Так в быстрых переходах, взрывах эмоций и непрестанной работе интеллекта развивается первый монолог Гамлета, в котором уже выявлена потенция его духовной жизни.

Развиваются дальше внутренние мытарства Гамлета. Накапливаются беды. Сообщение о том, что стал появляться дух отца, подтверждает худшие подозрения Гамлета. Явление духа и рассказ о злодейском убийстве доводят его до высшей степени эмоционального возбуждения. В следующем монологе (I, 5) выплескивается вся страстность его натуры. Теперь он не может размышлять, рассуждать.

Нет нужды подробно останавливаться на анализе этого монолога. Весь этот монолог-клятва идет на пределе эмоционального напряжения. Вот где актер может дать свободу открытому темпераменту.

И все же ум мыслителя не спит. Он работает. Он формулирует. От общей констатации зла, царящего в мире, прозвучавшей в предыдущем монологе: «Нет и не может в этом быть добра», — Гамлет приходит к конкретному его обозначению: оно таится в человеческой природе.

Рождается умозаключение. Его надо записать. Привычка, ставшая второй натурой: «Надо записать, что можно жить с улыбкой и с улыбкой быть подлецом; по крайней мере — в Дании».

И сразу слетает весь пыл. Холодный и трезвый ум вступает в свои права. Таков резкий сдвиг конца монолога. Теперь уже в душе Гамлета не отчаяние превалирует, которое звучало в первом монологе, а гнев и негодование. А эти чувства, даже на своем пределе, вызывают не пессимизм, а волю к борьбе, активность. Ему надо действовать, а для этого снова и снова анализировать, сопоставлять, узнавать. Только тогда «злодейство выступит на свет дневной».

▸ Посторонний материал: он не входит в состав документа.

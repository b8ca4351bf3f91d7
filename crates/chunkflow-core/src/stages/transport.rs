use async_trait::async_trait;
use std::sync::Arc;
use tracing::{debug, info, instrument};

use super::slice_dir;
use crate::config::PROGRESS_UNIT_HEAVY;
use crate::storage::ObjectStorage;
use crate::workflow::{
    keys, ParamType, ParamValue, StageError, StagePhase, TempFile, WorkflowContext, WorkflowStage,
};

pub const OPERATION_NAME: &str = "transport-minio";

const REQUIRED: &[(&str, ParamType)] = &[
    (keys::FILES, ParamType::Files),
    (keys::FINGERPRINT, ParamType::Fingerprint),
    (keys::BUCKET, ParamType::Text),
];

/// Moves finished files into object storage under `{prefix}{fingerprint}/{file_name}`
pub struct TransportStage {
    storage: Arc<dyn ObjectStorage>,
}

impl TransportStage {
    pub fn new(storage: Arc<dyn ObjectStorage>) -> Self {
        Self { storage }
    }
}

impl std::fmt::Debug for TransportStage {
    fn fmt(&self, f: &mut std::fmt::Formatter<'_>) -> std::fmt::Result {
        f.debug_struct("TransportStage").finish_non_exhaustive()
    }
}

pub fn object_key(prefix: &str, fingerprint: &str, file_name: &str) -> String {
    format!("{prefix}{fingerprint}/{file_name}")
}

#[async_trait]
impl WorkflowStage for TransportStage {
    fn operation_name(&self) -> &str {
        OPERATION_NAME
    }

    fn phase(&self) -> StagePhase {
        StagePhase::Transport
    }

    fn required_parameters(&self) -> &[(&'static str, ParamType)] {
        REQUIRED
    }

    #[instrument(skip_all, fields(job_id = %ctx.job_id()))]
    async fn execute(&self, ctx: &WorkflowContext) -> Result<(), StageError> {
        let files = ctx.files();
        let fingerprint = ctx.require_fingerprint(keys::FINGERPRINT)?;
        let bucket = ctx.require_text(keys::BUCKET)?;
        let prefix = ctx
            .get(keys::OBJECT_PREFIX)
            .and_then(|value| value.as_text().map(str::to_string))
            .unwrap_or_default();

        // Local copies go away whatever happens to the upload.
        ctx.add_cleanup_files(files.iter().cloned());
        if let Ok(dir) = slice_dir(ctx) {
            ctx.add_cleanup_files([TempFile::new(dir)]);
        }

        ctx.set_progress(files.len() as u64 * PROGRESS_UNIT_HEAVY, 0);

        let mut stored_keys = Vec::with_capacity(files.len());
        for file in &files {
            let file_name = file.file_name().ok_or_else(|| {
                StageError::Incomplete(format!("{} has no file name", file.path().display()))
            })?;
            let key = object_key(&prefix, fingerprint.as_str(), file_name);

            let mut source = tokio::fs::File::open(file.path()).await?;
            let size = self.storage.store(&bucket, &key, &mut source).await?;

            debug!(bucket = %bucket, key = %key, size, "Transported file");
            stored_keys.push(key);
            ctx.advance_progress(PROGRESS_UNIT_HEAVY);
        }

        info!(bucket = %bucket, objects = stored_keys.len(), "Transport complete");
        ctx.set(keys::STORED_KEYS, ParamValue::TextList(stored_keys));
        ctx.set_files(Vec::new());
        Ok(())
    }
}
use async_trait::async_trait;
use std::collections::HashMap;
use std::sync::atomic::{AtomicUsize, Ordering};
use tokio::io::{AsyncRead, AsyncReadExt, AsyncWrite, AsyncWriteExt};
use tokio::sync::RwLock;
use tracing::debug;

use super::{ObjectStorage, StorageError, StorageOperation};

/// Process-local backend for tests and dry runs
#[derive(Debug)]
pub struct MemoryStorage {
    objects: RwLock<HashMap<(String, String), Vec<u8>>>,
    stores_before_failure: AtomicUsize,
}

impl Default for MemoryStorage {
    fn default() -> Self {
        Self {
            objects: RwLock::new(HashMap::new()),
            stores_before_failure: AtomicUsize::new(usize::MAX),
        }
    }
}

impl MemoryStorage {
    pub fn new() -> Self {
        Self::default()
    }

    /// Let the next `count` stores succeed, then fail every store after that
    pub fn fail_after(&self, count: usize) {
        self.stores_before_failure.store(count, Ordering::SeqCst);
    }

    pub async fn get(&self, bucket: &str, key: &str) -> Option<Vec<u8>> {
        self.objects
            .read()
            .await
            .get(&(bucket.to_string(), key.to_string()))
            .cloned()
    }

    pub async fn keys(&self, bucket: &str) -> Vec<String> {
        let mut keys: Vec<String> = self
            .objects
            .read()
            .await
            .keys()
            .filter(|(b, _)| b == bucket)
            .map(|(_, k)| k.clone())
            .collect();
        keys.sort();
        keys
    }

    fn take_store_permit(&self) -> bool {
        self.stores_before_failure
            .fetch_update(Ordering::SeqCst, Ordering::SeqCst, |left| left.checked_sub(1))
            .is_ok()
    }
}

#[async_trait]
impl ObjectStorage for MemoryStorage {
    async fn store(
        &self,
        bucket: &str,
        key: &str,
        data: &mut (dyn AsyncRead + Unpin + Send),
    ) -> Result<u64, StorageError> {
        if !self.take_store_permit() {
            return Err(StorageError::new(
                StorageOperation::Store,
                bucket,
                key,
                anyhow::anyhow!("injected store failure"),
            ));
        }

        let mut buffer = Vec::new();
        data.read_to_end(&mut buffer)
            .await
            .map_err(|e| StorageError::new(StorageOperation::Store, bucket, key, e))?;
        let size = buffer.len() as u64;

        debug!(bucket, key, size, "Stored object in memory");
        self.objects
            .write()
            .await
            .insert((bucket.to_string(), key.to_string()), buffer);

        Ok(size)
    }

    async fn extract(
        &self,
        bucket: &str,
        key: &str,
        out: &mut (dyn AsyncWrite + Unpin + Send),
    ) -> Result<u64, StorageError> {
        let fail = |e: anyhow::Error| StorageError::new(StorageOperation::Extract, bucket, key, e);

        let data = self
            .get(bucket, key)
            .await
            .ok_or_else(|| fail(anyhow::anyhow!("object not found")))?;

        out.write_all(&data).await.map_err(|e| fail(e.into()))?;
        out.flush().await.map_err(|e| fail(e.into()))?;

        Ok(data.len() as u64)
    }
}
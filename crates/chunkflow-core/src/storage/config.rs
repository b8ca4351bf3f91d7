use serde::{Deserialize, Serialize};
use std::env;

pub const DEFAULT_REGION: &str = "us-east-1";
pub const MINIO_DEFAULT_CREDENTIAL: &str = "minioadmin";

/// Connection settings for an S3-compatible endpoint (AWS or MinIO)
#[derive(Clone, Serialize, Deserialize)]
pub struct StorageConfig {
    pub endpoint: Option<String>,
    pub region: String,
    pub access_key: String,
    pub secret_key: String,
    pub path_style: bool,
}

impl StorageConfig {
    pub fn from_env() -> anyhow::Result<Self> {
        let config = Self {
            endpoint: env::var("S3_ENDPOINT").ok(),
            region: env::var("S3_REGION").unwrap_or_else(|_| DEFAULT_REGION.to_string()),
            access_key: env::var("S3_ACCESS_KEY")
                .or_else(|_| env::var("AWS_ACCESS_KEY_ID"))
                .unwrap_or_else(|_| MINIO_DEFAULT_CREDENTIAL.to_string()),
            secret_key: env::var("S3_SECRET_KEY")
                .or_else(|_| env::var("AWS_SECRET_ACCESS_KEY"))
                .unwrap_or_else(|_| MINIO_DEFAULT_CREDENTIAL.to_string()),
            path_style: env::var("S3_PATH_STYLE")
                .ok()
                .and_then(|v| v.parse().ok())
                .unwrap_or(false),
        };

        if config.endpoint.as_deref().is_some_and(|e| e.trim().is_empty()) {
            anyhow::bail!("S3_ENDPOINT is set but empty");
        }

        Ok(config)
    }

    /// Local MinIO with its stock credentials and path-style addressing
    pub fn for_minio(endpoint: impl Into<String>) -> Self {
        Self {
            endpoint: Some(endpoint.into()),
            region: DEFAULT_REGION.to_string(),
            access_key: MINIO_DEFAULT_CREDENTIAL.to_string(),
            secret_key: MINIO_DEFAULT_CREDENTIAL.to_string(),
            path_style: true,
        }
    }
}

// Secrets stay out of logs.
impl std::fmt::Debug for StorageConfig {
    fn fmt(&self, f: &mut std::fmt::Formatter<'_>) -> std::fmt::Result {
        f.debug_struct("StorageConfig")
            .field("endpoint", &self.endpoint)
            .field("region", &self.region)
            .field("access_key", &self.access_key)
            .field("secret_key", &"***")
            .field("path_style", &self.path_style)
            .finish()
    }
}
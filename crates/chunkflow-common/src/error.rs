//! Error types shared across chunkflow crates

use thiserror::Error;

/// Result type alias for common operations
pub type Result<T> = std::result::Result<T, CommonError>;

#[derive(Error, Debug)]
pub enum CommonError {
    #[error("IO error: {0}")]
    Io(#[from] std::io::Error),

    #[error("Checksum mismatch: expected {expected}, got {actual}")]
    ChecksumMismatch { expected: String, actual: String },
}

Но, став явным после рассказа отца, оно вызывает целый ряд новых вопросов: как могло случиться, что оно произошло, где его корни?

«Народа слух бесстыдно обманули»: «Не потерпи, коль есть в тебе природа: не дай постели датских королей стать ложем блуда и кровосмешенья», — сказал ему отец.

В этих словах старого Гамлета — мысль о народе, о государстве, о котором он не забывает, несмотря на тяжкие страдания. Не может быть, чтоб об этом не думал и Гамлет — сын, «цвет и надежда радостной державы» (слова Офелии). Но, думая об обманутом народе, о государстве, очутившемся в руках злодея, он постепенно неизбежно приходит к тому, что теперь не время для решения личной задачи — мести за своего отца. Ее можно будет выполнить тогда, когда будут решены более общие вопросы. Когда будут найдены концы и начала века, расколовшегося на его глазах, причины той трещины, которая обезобразила лицо его времени. Так от личного Гамлет идет к решению общего. Вставшие в его сознании проблемы усложняются, принимают глобальные размеры.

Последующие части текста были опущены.